## SOURCE MATERIAL
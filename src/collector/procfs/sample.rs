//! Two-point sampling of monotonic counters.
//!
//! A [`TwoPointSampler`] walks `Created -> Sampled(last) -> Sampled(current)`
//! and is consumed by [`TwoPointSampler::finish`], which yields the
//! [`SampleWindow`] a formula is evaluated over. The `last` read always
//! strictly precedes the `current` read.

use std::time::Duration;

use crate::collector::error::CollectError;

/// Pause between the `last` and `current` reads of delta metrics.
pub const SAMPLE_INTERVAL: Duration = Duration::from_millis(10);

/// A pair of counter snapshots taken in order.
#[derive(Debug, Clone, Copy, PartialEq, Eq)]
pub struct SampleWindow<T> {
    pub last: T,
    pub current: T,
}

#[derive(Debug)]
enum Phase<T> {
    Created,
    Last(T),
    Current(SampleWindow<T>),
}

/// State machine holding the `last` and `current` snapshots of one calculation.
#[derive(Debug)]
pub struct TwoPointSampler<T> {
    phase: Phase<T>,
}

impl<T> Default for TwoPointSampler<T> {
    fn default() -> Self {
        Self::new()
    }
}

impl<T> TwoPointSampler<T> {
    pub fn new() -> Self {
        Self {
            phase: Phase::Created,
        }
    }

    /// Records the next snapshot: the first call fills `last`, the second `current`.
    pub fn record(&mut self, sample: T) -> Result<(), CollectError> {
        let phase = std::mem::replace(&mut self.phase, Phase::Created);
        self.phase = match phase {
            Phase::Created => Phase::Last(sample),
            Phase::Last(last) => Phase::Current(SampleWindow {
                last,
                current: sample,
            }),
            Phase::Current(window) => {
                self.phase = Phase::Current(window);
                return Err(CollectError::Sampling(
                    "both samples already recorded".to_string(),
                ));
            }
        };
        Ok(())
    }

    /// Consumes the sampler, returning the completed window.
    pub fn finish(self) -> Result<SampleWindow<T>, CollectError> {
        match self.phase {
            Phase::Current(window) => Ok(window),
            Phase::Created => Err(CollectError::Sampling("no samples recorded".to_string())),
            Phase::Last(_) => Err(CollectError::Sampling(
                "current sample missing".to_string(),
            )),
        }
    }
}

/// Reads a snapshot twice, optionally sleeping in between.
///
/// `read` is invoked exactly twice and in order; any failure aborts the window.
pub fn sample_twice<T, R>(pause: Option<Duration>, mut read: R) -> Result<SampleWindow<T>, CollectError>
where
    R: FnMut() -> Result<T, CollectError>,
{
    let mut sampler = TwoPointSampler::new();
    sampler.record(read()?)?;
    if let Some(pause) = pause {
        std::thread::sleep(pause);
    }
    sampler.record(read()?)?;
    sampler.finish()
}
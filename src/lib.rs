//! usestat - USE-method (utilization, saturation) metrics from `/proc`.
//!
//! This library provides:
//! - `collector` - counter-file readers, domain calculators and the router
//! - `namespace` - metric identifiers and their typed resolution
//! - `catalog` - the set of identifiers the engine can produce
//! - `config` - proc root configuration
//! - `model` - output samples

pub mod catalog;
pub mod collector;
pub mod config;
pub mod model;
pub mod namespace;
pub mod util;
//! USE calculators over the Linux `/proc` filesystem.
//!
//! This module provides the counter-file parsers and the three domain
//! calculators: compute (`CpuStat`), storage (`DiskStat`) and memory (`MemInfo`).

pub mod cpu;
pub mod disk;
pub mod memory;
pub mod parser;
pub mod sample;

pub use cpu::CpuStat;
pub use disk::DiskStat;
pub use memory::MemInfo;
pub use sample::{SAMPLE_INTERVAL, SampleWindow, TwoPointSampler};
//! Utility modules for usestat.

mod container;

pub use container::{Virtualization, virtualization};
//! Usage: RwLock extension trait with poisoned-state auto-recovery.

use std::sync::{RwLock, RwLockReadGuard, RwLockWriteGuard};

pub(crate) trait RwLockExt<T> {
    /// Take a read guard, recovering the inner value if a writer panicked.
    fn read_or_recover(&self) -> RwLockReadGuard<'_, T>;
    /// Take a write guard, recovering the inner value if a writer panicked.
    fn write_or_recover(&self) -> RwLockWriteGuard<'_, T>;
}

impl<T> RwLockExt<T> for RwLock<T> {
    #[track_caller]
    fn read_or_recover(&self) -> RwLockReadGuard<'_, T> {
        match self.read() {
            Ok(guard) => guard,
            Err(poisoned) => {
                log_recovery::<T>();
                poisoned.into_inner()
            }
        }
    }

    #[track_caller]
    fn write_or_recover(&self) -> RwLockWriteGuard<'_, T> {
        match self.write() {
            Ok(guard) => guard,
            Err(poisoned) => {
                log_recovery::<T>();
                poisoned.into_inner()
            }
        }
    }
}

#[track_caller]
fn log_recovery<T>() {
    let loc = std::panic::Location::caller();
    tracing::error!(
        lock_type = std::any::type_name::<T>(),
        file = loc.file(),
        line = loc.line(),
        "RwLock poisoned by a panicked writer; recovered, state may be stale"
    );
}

## TASK REQUIREMENTS
Give the records above again in full, keeping every character unchanged.

## RESULT
filename src/collector/procfs/sample.rs
//! Two-point sampling of monotonic counters.
//!
//! A [`TwoPointSampler`] walks `Created -> Sampled(last) -> Sampled(current)`
//! and is consumed by [`TwoPointSampler::finish`], which yields the
//! [`SampleWindow`] a formula is evaluated over. The `last` read always
//! strictly precedes the `current` read.

use std::time::Duration;

use crate::collector::error::CollectError;

/// Pause between the `last` and `current` reads of delta metrics.
pub const SAMPLE_INTERVAL: Duration = Duration::from_millis(10);

/// A pair of counter snapshots taken in order.
#[derive(Debug, Clone, Copy, PartialEq, Eq)]
pub struct SampleWindow<T> {
    pub last: T,
    pub current: T,
}

#[derive(Debug)]
enum Phase<T> {
    Created,
    Last(T),
    Current(SampleWindow<T>),
}

/// State machine holding the `last` and `current` snapshots of one calculation.
#[derive(Debug)]
pub struct TwoPointSampler<T> {
    phase: Phase<T>,
}

impl<T> Default for TwoPointSampler<T> {
    fn default() -> Self {
        Self::new()
    }
}

impl<T> TwoPointSampler<T> {
    pub fn new() -> Self {
        Self {
            phase: Phase::Created,
        }
    }

    /// Records the next snapshot: the first call fills `last`, the second `current`.
    pub fn record(&mut self, sample: T) -> Result<(), CollectError> {
        let phase = std::mem::replace(&mut self.phase, Phase::Created);
        self.phase = match phase {
            Phase::Created => Phase::Last(sample),
            Phase::Last(last) => Phase::Current(SampleWindow {
                last,
                current: sample,
            }),
            Phase::Current(window) => {
                self.phase = Phase::Current(window);
                return Err(CollectError::Sampling(
                    "both samples already recorded".to_string(),
                ));
            }
        };
        Ok(())
    }

    /// Consumes the sampler, returning the completed window.
    pub fn finish(self) -> Result<SampleWindow<T>, CollectError> {
        match self.phase {
            Phase::Current(window) => Ok(window),
            Phase::Created => Err(CollectError::Sampling("no samples recorded".to_string())),
            Phase::Last(_) => Err(CollectError::Sampling(
                "current sample missing".to_string(),
            )),
        }
    }
}

/// Reads a snapshot twice, optionally sleeping in between.
///
/// `read` is invoked exactly twice and in order; any failure aborts the window.
pub fn sample_twice<T, R>(pause: Option<Duration>, mut read: R) -> Result<SampleWindow<T>, CollectError>
where
    R: FnMut() -> Result<T, CollectError>,
{
    let mut sampler = TwoPointSampler::new();
    sampler.record(read()?)?;
    if let Some(pause) = pause {
        std::thread::sleep(pause);
    }
    sampler.record(read()?)?;
    sampler.finish()
}
filename src/lib.rs
//! usestat - USE-method (utilization, saturation) metrics from `/proc`.
//!
//! This library provides:
//! - `collector` - counter-file readers, domain calculators and the router
//! - `namespace` - metric identifiers and their typed resolution
//! - `catalog` - the set of identifiers the engine can produce
//! - `config` - proc root configuration
//! - `model` - output samples

pub mod catalog;
pub mod collector;
pub mod config;
pub mod model;
pub mod namespace;
pub mod util;
//! USE calculators over the Linux `/proc` filesystem.
//!
//! This module provides the counter-file parsers and the three domain
//! calculators: compute (`CpuStat`), storage (`DiskStat`) and memory (`MemInfo`).

pub mod cpu;
pub mod disk;
pub mod memory;
pub mod parser;
pub mod sample;

pub use cpu::CpuStat;
pub use disk::DiskStat;
pub use memory::MemInfo;
pub use sample::{SAMPLE_INTERVAL, SampleWindow, TwoPointSampler};
//! Utility modules for usestat.

mod container;

pub use container::{Virtualization, virtualization};
//! Usage: RwLock extension trait with poisoned-state auto-recovery.

use std::sync::{RwLock, RwLockReadGuard, RwLockWriteGuard};

pub(crate) trait RwLockExt<T> {
    /// Take a read guard, recovering the inner value if a writer panicked.
    fn read_or_recover(&self) -> RwLockReadGuard<'_, T>;
    /// Take a write guard, recovering the inner value if a writer panicked.
    fn write_or_recover(&self) -> RwLockWriteGuard<'_, T>;
}

impl<T> RwLockExt<T> for RwLock<T> {
    #[track_caller]
    fn read_or_recover(&self) -> RwLockReadGuard<'_, T> {
        match self.read() {
            Ok(guard) => guard,
            Err(poisoned) => {
                log_recovery::<T>();
                poisoned.into_inner()
            }
        }
    }

    #[track_caller]
    fn write_or_recover(&self) -> RwLockWriteGuard<'_, T> {
        match self.write() {
            Ok(guard) => guard,
            Err(poisoned) => {
                log_recovery::<T>();
                poisoned.into_inner()
            }
        }
    }
}

#[track_caller]
fn log_recovery<T>() {
    let loc = std::panic::Location::caller();
    tracing::error!(
        lock_type = std::any::type_name::<T>(),
        file = loc.file(),
        line = loc.line(),
        "RwLock poisoned by a panicked writer; recovered, state may be stale"
    );
}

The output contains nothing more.